Супруги стояли в стороне, пока Марша медленно бродила по мастерской, внимательно всматриваясь в картины и незаконченные полотна, в наброски и эскизы.

– Вы очень талантливый художник, мистер Мак-Келли, – сделала она вывод после долгого молчания.

– Спасибо.

Марша подняла на него глаза и улыбнулась:

– Так вы готовы, Брент?

– К чему?

– К гипнозу.

– К гипнозу, – тупо повторил он.

Марша рассмеялась:

– Спросите у жены, в гипнозе нет ничего неприятного.

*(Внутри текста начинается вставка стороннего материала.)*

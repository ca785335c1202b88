//! Watch error and callback types.

use std::sync::Arc;
use thiserror::Error;

use crate::control_plane::FetchError;
use crate::resilience::{BreakerError, RetryError};

/// Error delivered to `on_error` callbacks and returned by one-shot queries.
#[derive(Debug, Clone, Error)]
pub enum WatchError {
    /// The watcher's circuit breaker refused the call.
    #[error("circuit breaker is open")]
    CircuitOpen,

    /// Every retry failed with a transient error.
    #[error("fetch failed after {attempts} attempts: {source}")]
    RetryExhausted { attempts: u32, source: FetchError },

    /// The control plane returned an error that is not worth retrying.
    #[error("fetch failed: {0}")]
    Fetch(FetchError),

    /// The watch or query was cancelled.
    #[error("watch cancelled")]
    Cancelled,
}

impl WatchError {
    pub fn is_cancelled(&self) -> bool {
        matches!(self, WatchError::Cancelled)
    }
}

impl From<BreakerError<RetryError<FetchError>>> for WatchError {
    fn from(err: BreakerError<RetryError<FetchError>>) -> Self {
        match err {
            BreakerError::Open => WatchError::CircuitOpen,
            BreakerError::Inner(RetryError::Exhausted { attempts, last }) => {
                WatchError::RetryExhausted { attempts, source: last }
            }
            BreakerError::Inner(RetryError::Aborted { last, .. }) => WatchError::Fetch(last),
            BreakerError::Inner(RetryError::Cancelled) => WatchError::Cancelled,
        }
    }
}

/// Called with the new snapshot after a change.
pub type ChangeCallback<T> = Arc<dyn Fn(&T) + Send + Sync>;

/// Called with the error of a failed tick.
pub type ErrorCallback = Arc<dyn Fn(&WatchError) + Send + Sync>;

#[cfg(test)]
mod tests {
    use super::*;
    use std::error::Error as _;

    #[test]
    fn test_conversion() {
        let err = WatchError::from(BreakerError::Open);
        assert!(matches!(err, WatchError::CircuitOpen));

        let err = WatchError::from(BreakerError::Inner(RetryError::Exhausted {
            attempts: 4,
            last: FetchError::Unavailable("refused".into()),
        }));
        assert_eq!(
            err.to_string(),
            "fetch failed after 4 attempts: control plane unavailable: refused"
        );
        assert!(err.source().is_some());

        let err = WatchError::from(BreakerError::Inner(RetryError::Aborted {
            attempts: 1,
            last: FetchError::Rejected("no such namespace".into()),
        }));
        assert!(matches!(err, WatchError::Fetch(FetchError::Rejected(_))));

        assert!(WatchError::from(BreakerError::Inner(RetryError::Cancelled)).is_cancelled());
    }
}
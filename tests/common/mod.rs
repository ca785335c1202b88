//! Shared utilities for integration testing.

#![allow(dead_code)]

use std::collections::{HashMap, VecDeque};
use std::sync::atomic::{AtomicUsize, Ordering};
use std::sync::{Arc, Mutex};
use std::time::Duration;

use async_trait::async_trait;
use tokio::time::Instant;
use control_plane_watch::config::WatchConfig;
use control_plane_watch::control_plane::{ConfigFetcher, ConfigSnapshot, FetchError, Instance, InstanceFetcher};

/// In-memory control plane whose answers tests can change between ticks.
#[derive(Default)]
pub struct FakeControlPlane {
    services: Mutex<HashMap<String, Vec<Instance>>>,
    configs: Mutex<HashMap<(String, String), String>>,
    /// Errors returned, in order, before the stored state is served again.
    failures: Mutex<VecDeque<FetchError>>,
    /// Delay before every answer.
    latency: Mutex<Duration>,
    pub instance_calls: AtomicUsize,
    pub config_calls: AtomicUsize,
}

impl FakeControlPlane {
    pub fn new() -> Arc<Self> {
        Arc::new(Self::default())
    }

    pub fn set_instances(&self, service: &str, instances: Vec<Instance>) {
        self.services.lock().unwrap().insert(service.to_string(), instances);
    }

    pub fn set_config(&self, group: &str, file_name: &str, content: &str) {
        self.configs
            .lock()
            .unwrap()
            .insert((group.to_string(), file_name.to_string()), content.to_string());
    }

    pub fn delete_config(&self, group: &str, file_name: &str) {
        self.configs
            .lock()
            .unwrap()
            .remove(&(group.to_string(), file_name.to_string()));
    }

    /// Queue `n` copies of `err` for the next fetches of either kind.
    pub fn fail_next(&self, n: usize, err: FetchError) {
        let mut failures = self.failures.lock().unwrap();
        failures.extend(std::iter::repeat(err).take(n));
    }

    pub fn set_latency(&self, latency: Duration) {
        *self.latency.lock().unwrap() = latency;
    }

    pub fn instance_calls(&self) -> usize {
        self.instance_calls.load(Ordering::SeqCst)
    }

    pub fn config_calls(&self) -> usize {
        self.config_calls.load(Ordering::SeqCst)
    }

    fn next_failure(&self) -> Option<FetchError> {
        self.failures.lock().unwrap().pop_front()
    }

    async fn respond_delay(&self) {
        let latency = *self.latency.lock().unwrap();
        if !latency.is_zero() {
            tokio::time::sleep(latency).await;
        }
    }
}

#[async_trait]
impl InstanceFetcher for FakeControlPlane {
    async fn fetch_instances(&self, service: &str, _namespace: &str) -> Result<Vec<Instance>, FetchError> {
        self.instance_calls.fetch_add(1, Ordering::SeqCst);
        self.respond_delay().await;
        if let Some(err) = self.next_failure() {
            return Err(err);
        }
        Ok(self.services.lock().unwrap().get(service).cloned().unwrap_or_default())
    }
}

#[async_trait]
impl ConfigFetcher for FakeControlPlane {
    async fn fetch_config(&self, namespace: &str, group: &str, file_name: &str) -> Result<ConfigSnapshot, FetchError> {
        self.config_calls.fetch_add(1, Ordering::SeqCst);
        self.respond_delay().await;
        if let Some(err) = self.next_failure() {
            return Err(err);
        }
        let content = self
            .configs
            .lock()
            .unwrap()
            .get(&(group.to_string(), file_name.to_string()))
            .cloned();
        Ok(match content {
            Some(content) => ConfigSnapshot::present(namespace, group, file_name, content),
            None => ConfigSnapshot::absent(namespace, group, file_name),
        })
    }
}

pub fn instance(id: &str, healthy: bool) -> Instance {
    let mut instance = Instance::new(id, format!("10.0.0.{}", id), 8080);
    instance.healthy = healthy;
    instance
}

/// Default config with fast retries, suitable for paused-time tests.
pub fn test_config(max_attempts: u32) -> WatchConfig {
    let mut config = WatchConfig::default();
    config.retry.max_attempts = max_attempts;
    config.retry.base_delay_ms = 100;
    config.retry.max_delay_ms = 1000;
    config
}

/// Sleep until just past the `n`th tick of a watcher started at `start`.
pub async fn past_tick(start: Instant, interval: Duration, n: u32) {
    tokio::time::sleep_until(start + interval * n + Duration::from_millis(500)).await;
}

Поймите, если вы ждете от меня помощи, то необходимо докопаться до корней проблемы. Но такое невозможно без добровольного согласия. Решайтесь!

Брент стал похож па тугую струну. Гейли едва ли не физически ощутила страшное напряжение каждой мышцы его тела.

– Должен предупредить, доктор Кларк, что ни капельки во все это не верю.

– Что ж, Брент, это похвальная откровенность, – дружелюбно ответила доктор Кларк. – Похоже, вы по-настоящему готовы открыть свое подсознание и не станете сопротивляться.

– Не стану, – подтвердил Брент.

Гейли отдала должное самоотверженности его поступка. Для Брента участвовать в сеансе гипноза у парапсихолога значило почти то же, что продать душу дьяволу. Он согласился на гипноз ради нее.

– Тогда давайте начнем? Думаю, нам будет удобно в гостиной.

Они вернулись вниз. Доктор Кларк поинтересовалась, какое положение он предпочитает – сидеть или лежать. Брент предложил решать это им. Гейли посоветовала лечь на маленький диван и стала внимательно наблюдать за доктором. Марша Кларк выбрала место, куда направить взгляд пациента, и там булавкой прикрепила черную спираль к стене.

– Вам приходилось бывать под гипнозом, мистер Мак-Келли?

– Зовите меня Брентом, прошу вас. Нет, не приходилось.

– Тогда расслабьтесь. Просто расслабьтесь.

– А карманные часы перед носом не станете вешать, а? – спросил он.

Гейли улыбнулась: он явно нервничает.

Марша тоже улыбнулась и села в кресло-качалку напротив пациента. Она достала из сумки диктофон и положила на стол. Брент подозрительно покосился.

– Это обыкновенная запись бегущего ручья. Через минуту вы услышите ее, – заверила доктор Кларк. – На этом сеансе мы не будем вас записывать, хотя, может быть, в дальнейшем придется.

– Гейли останется с нами здесь? – спросил Брент.

– Всего в десяти футах от вас, мистер Мак-Келли. Вы готовы? Начнем?

Он в очередной раз страдальчески поморщился, но потом кивнул и вытянулся на диванчике, словно собрался на тот свет.

Гейли вцепилась пальцами в подлокотники кресла, едва доктор Кларк заговорила с Брентом. Она приказала ему смотреть на спираль и расслабляться:

– Расслабить пальцы ног, колени, ступни… Расслабить икры, бедра, руки, спину, позвонок за позвонком…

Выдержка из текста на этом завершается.